+++ RAW DATA

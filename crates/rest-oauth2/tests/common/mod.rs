//! Shared helpers for driving the router in integration tests.

#![allow(dead_code)]

use std::sync::Arc;

use axum::Router;
use axum::body::Body;
use axum::http::{Request, Response, StatusCode, header};
use base64::Engine;
use base64::engine::general_purpose::STANDARD;
use serde_json::{Value, json};
use tower::ServiceExt;
use url::Url;

use rest_oauth2::{Config, MemoryStore, OAuthServer, StaticDirectory};

pub const REDIRECT_URI: &str = "https://client.example.com/cb";
pub const IDENTITY_HEADER: &str = "x-remote-user";
pub const ADMIN: &str = "admin";

pub fn build_test_server(config: Config) -> OAuthServer {
    let users = StaticDirectory::parse("admin:admin,alice,bob");
    OAuthServer::new(config, Arc::new(MemoryStore::new()), Arc::new(users)).unwrap()
}

pub fn build_test_router() -> Router {
    build_test_server(Config::for_testing()).router()
}

pub async fn send(app: &Router, request: Request<Body>) -> Response<Body> {
    app.clone().oneshot(request).await.unwrap()
}

pub async fn body_text(response: Response<Body>) -> String {
    let body = axum::body::to_bytes(response.into_body(), usize::MAX).await.unwrap();
    String::from_utf8(body.to_vec()).unwrap()
}

pub async fn body_json(response: Response<Body>) -> Value {
    let body = axum::body::to_bytes(response.into_body(), usize::MAX).await.unwrap();
    serde_json::from_slice(&body).unwrap()
}

pub fn location(response: &Response<Body>) -> Url {
    let location = response.headers().get(header::LOCATION).unwrap().to_str().unwrap();
    Url::parse(location).unwrap()
}

pub fn query_param(url: &Url, key: &str) -> Option<String> {
    url.query_pairs().find(|(k, _)| k == key).map(|(_, v)| v.into_owned())
}

pub fn fragment_param(url: &Url, key: &str) -> Option<String> {
    url::form_urlencoded::parse(url.fragment()?.as_bytes())
        .find(|(k, _)| k == key)
        .map(|(_, v)| v.into_owned())
}

/// JSON request to the API as a session user.
pub fn api_request(method: &str, uri: &str, user: &str, body: Option<Value>) -> Request<Body> {
    let builder = Request::builder().method(method).uri(uri).header(IDENTITY_HEADER, user);
    match body {
        Some(body) => builder
            .header(header::CONTENT_TYPE, "application/json")
            .body(Body::from(body.to_string()))
            .unwrap(),
        None => builder.body(Body::empty()).unwrap(),
    }
}

pub fn bearer_request(method: &str, uri: &str, token: &str) -> Request<Body> {
    Request::builder()
        .method(method)
        .uri(uri)
        .header(header::AUTHORIZATION, format!("Bearer {token}"))
        .body(Body::empty())
        .unwrap()
}

/// Register a client as the admin and optionally approve it.
/// Returns `(client_id, secret)`.
pub async fn register_client(app: &Router, client_type: &str, approve: bool) -> (String, Option<String>) {
    let response = send(
        app,
        api_request(
            "POST",
            "/oauth2/clients",
            ADMIN,
            Some(json!({
                "name": "Integration Test Client",
                "description": "Client used by the integration tests",
                "type": client_type,
                "redirect_uris": [REDIRECT_URI],
            })),
        ),
    )
    .await;
    assert_eq!(response.status(), StatusCode::CREATED);
    let client = body_json(response).await;
    let id = client["id"].as_str().unwrap().to_owned();
    let secret = client["secret"].as_str().map(str::to_owned);

    if approve {
        let response =
            send(app, api_request("POST", &format!("/oauth2/clients/{id}/approve"), ADMIN, None))
                .await;
        assert_eq!(response.status(), StatusCode::OK);
    }
    (id, secret)
}

/// Authorization endpoint URI with the given parameters.
pub fn authorize_uri(params: &[(&str, &str)]) -> String {
    let mut all = vec![("action", "oauth2_authorize")];
    all.extend_from_slice(params);
    format!("/oauth2/login?{}", serde_urlencoded::to_string(&all).unwrap())
}

pub fn get_as(uri: &str, user: Option<&str>) -> Request<Body> {
    let mut builder = Request::get(uri);
    if let Some(user) = user {
        builder = builder.header(IDENTITY_HEADER, user);
    }
    builder.body(Body::empty()).unwrap()
}

/// Load the approval page and pull the anti-forgery token out of it.
pub async fn fetch_nonce(app: &Router, uri: &str, user: &str) -> String {
    let response = send(app, get_as(uri, Some(user))).await;
    assert_eq!(response.status(), StatusCode::OK);
    let html = body_text(response).await;
    let marker = r#"name="_wpnonce" value=""#;
    let start = html.find(marker).unwrap() + marker.len();
    let end = start + html[start..].find('"').unwrap();
    html[start..end].to_owned()
}

/// Submit the approval form.
pub async fn decide(app: &Router, uri: &str, user: &str, nonce: &str, action: &str) -> Response<Body> {
    let form = serde_urlencoded::to_string([("_wpnonce", nonce), ("wp-submit", action)]).unwrap();
    send(
        app,
        Request::post(uri)
            .header(IDENTITY_HEADER, user)
            .header(header::CONTENT_TYPE, "application/x-www-form-urlencoded")
            .body(Body::from(form))
            .unwrap(),
    )
    .await
}

/// Run the approval flow for `response_type=code` and return the code.
pub async fn obtain_code(app: &Router, client_id: &str, extra: &[(&str, &str)]) -> String {
    let mut params = vec![("response_type", "code"), ("client_id", client_id)];
    params.extend_from_slice(extra);
    let uri = authorize_uri(&params);

    let nonce = fetch_nonce(app, &uri, "alice").await;
    let response = decide(app, &uri, "alice", &nonce, "authorize").await;
    assert_eq!(response.status(), StatusCode::FOUND);
    query_param(&location(&response), "code").unwrap()
}

pub fn token_request(params: &[(&str, &str)], basic: Option<(&str, &str)>) -> Request<Body> {
    let mut builder = Request::post("/oauth2/access_token")
        .header(header::CONTENT_TYPE, "application/x-www-form-urlencoded");
    if let Some((id, secret)) = basic {
        let encoded = STANDARD.encode(format!("{id}:{secret}"));
        builder = builder.header(header::AUTHORIZATION, format!("Basic {encoded}"));
    }
    builder.body(Body::from(serde_urlencoded::to_string(params).unwrap())).unwrap()
}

++++++

Down to the last line, give the records again exactly.

ANSWER BELOW:
filename crates/rest-oauth2/tests/common/mod.rs
//! Shared helpers for driving the router in integration tests.

#![allow(dead_code)]

use std::sync::Arc;

use axum::Router;
use axum::body::Body;
use axum::http::{Request, Response, StatusCode, header};
use base64::Engine;
use base64::engine::general_purpose::STANDARD;
use serde_json::{Value, json};
use tower::ServiceExt;
use url::Url;

use rest_oauth2::{Config, MemoryStore, OAuthServer, StaticDirectory};

pub const REDIRECT_URI: &str = "https://client.example.com/cb";
pub const IDENTITY_HEADER: &str = "x-remote-user";
pub const ADMIN: &str = "admin";

pub fn build_test_server(config: Config) -> OAuthServer {
    let users = StaticDirectory::parse("admin:admin,alice,bob");
    OAuthServer::new(config, Arc::new(MemoryStore::new()), Arc::new(users)).unwrap()
}

pub fn build_test_router() -> Router {
    build_test_server(Config::for_testing()).router()
}

pub async fn send(app: &Router, request: Request<Body>) -> Response<Body> {
    app.clone().oneshot(request).await.unwrap()
}

pub async fn body_text(response: Response<Body>) -> String {
    let body = axum::body::to_bytes(response.into_body(), usize::MAX).await.unwrap();
    String::from_utf8(body.to_vec()).unwrap()
}

pub async fn body_json(response: Response<Body>) -> Value {
    let body = axum::body::to_bytes(response.into_body(), usize::MAX).await.unwrap();
    serde_json::from_slice(&body).unwrap()
}

pub fn location(response: &Response<Body>) -> Url {
    let location = response.headers().get(header::LOCATION).unwrap().to_str().unwrap();
    Url::parse(location).unwrap()
}

pub fn query_param(url: &Url, key: &str) -> Option<String> {
    url.query_pairs().find(|(k, _)| k == key).map(|(_, v)| v.into_owned())
}

pub fn fragment_param(url: &Url, key: &str) -> Option<String> {
    url::form_urlencoded::parse(url.fragment()?.as_bytes())
        .find(|(k, _)| k == key)
        .map(|(_, v)| v.into_owned())
}

/// JSON request to the API as a session user.
pub fn api_request(method: &str, uri: &str, user: &str, body: Option<Value>) -> Request<Body> {
    let builder = Request::builder().method(method).uri(uri).header(IDENTITY_HEADER, user);
    match body {
        Some(body) => builder
            .header(header::CONTENT_TYPE, "application/json")
            .body(Body::from(body.to_string()))
            .unwrap(),
        None => builder.body(Body::empty()).unwrap(),
    }
}

pub fn bearer_request(method: &str, uri: &str, token: &str) -> Request<Body> {
    Request::builder()
        .method(method)
        .uri(uri)
        .header(header::AUTHORIZATION, format!("Bearer {token}"))
        .body(Body::empty())
        .unwrap()
}

/// Register a client as the admin and optionally approve it.
/// Returns `(client_id, secret)`.
pub async fn register_client(app: &Router, client_type: &str, approve: bool) -> (String, Option<String>) {
    let response = send(
        app,
        api_request(
            "POST",
            "/oauth2/clients",
            ADMIN,
            Some(json!({
                "name": "Integration Test Client",
                "description": "Client used by the integration tests",
                "type": client_type,
                "redirect_uris": [REDIRECT_URI],
            })),
        ),
    )
    .await;
    assert_eq!(response.status(), StatusCode::CREATED);
    let client = body_json(response).await;
    let id = client["id"].as_str().unwrap().to_owned();
    let secret = client["secret"].as_str().map(str::to_owned);

    if approve {
        let response =
            send(app, api_request("POST", &format!("/oauth2/clients/{id}/approve"), ADMIN, None))
                .await;
        assert_eq!(response.status(), StatusCode::OK);
    }
    (id, secret)
}

/// Authorization endpoint URI with the given parameters.
pub fn authorize_uri(params: &[(&str, &str)]) -> String {
    let mut all = vec![("action", "oauth2_authorize")];
    all.extend_from_slice(params);
    format!("/oauth2/login?{}", serde_urlencoded::to_string(&all).unwrap())
}

pub fn get_as(uri: &str, user: Option<&str>) -> Request<Body> {
    let mut builder = Request::get(uri);
    if let Some(user) = user {
        builder = builder.header(IDENTITY_HEADER, user);
    }
    builder.body(Body::empty()).unwrap()
}

/// Load the approval page and pull the anti-forgery token out of it.
pub async fn fetch_nonce(app: &Router, uri: &str, user: &str) -> String {
    let response = send(app, get_as(uri, Some(user))).await;
    assert_eq!(response.status(), StatusCode::OK);
    let html = body_text(response).await;
    let marker = r#"name="_wpnonce" value=""#;
    let start = html.find(marker).unwrap() + marker.len();
    let end = start + html[start..].find('"').unwrap();
    html[start..end].to_owned()
}

/// Submit the approval form.
pub async fn decide(app: &Router, uri: &str, user: &str, nonce: &str, action: &str) -> Response<Body> {
    let form = serde_urlencoded::to_string([("_wpnonce", nonce), ("wp-submit", action)]).unwrap();
    send(
        app,
        Request::post(uri)
            .header(IDENTITY_HEADER, user)
            .header(header::CONTENT_TYPE, "application/x-www-form-urlencoded")
            .body(Body::from(form))
            .unwrap(),
    )
    .await
}

/// Run the approval flow for `response_type=code` and return the code.
pub async fn obtain_code(app: &Router, client_id: &str, extra: &[(&str, &str)]) -> String {
    let mut params = vec![("response_type", "code"), ("client_id", client_id)];
    params.extend_from_slice(extra);
    let uri = authorize_uri(&params);

    let nonce = fetch_nonce(app, &uri, "alice").await;
    let response = decide(app, &uri, "alice", &nonce, "authorize").await;
    assert_eq!(response.status(), StatusCode::FOUND);
    query_param(&location(&response), "code").unwrap()
}

pub fn token_request(params: &[(&str, &str)], basic: Option<(&str, &str)>) -> Request<Body> {
    let mut builder = Request::post("/oauth2/access_token")
        .header(header::CONTENT_TYPE, "application/x-www-form-urlencoded");
    if let Some((id, secret)) = basic {
        let encoded = STANDARD.encode(format!("{id}:{secret}"));
        builder = builder.header(header::AUTHORIZATION, format!("Basic {encoded}"));
    }
    builder.body(Body::from(serde_urlencoded::to_string(params).unwrap())).unwrap()
}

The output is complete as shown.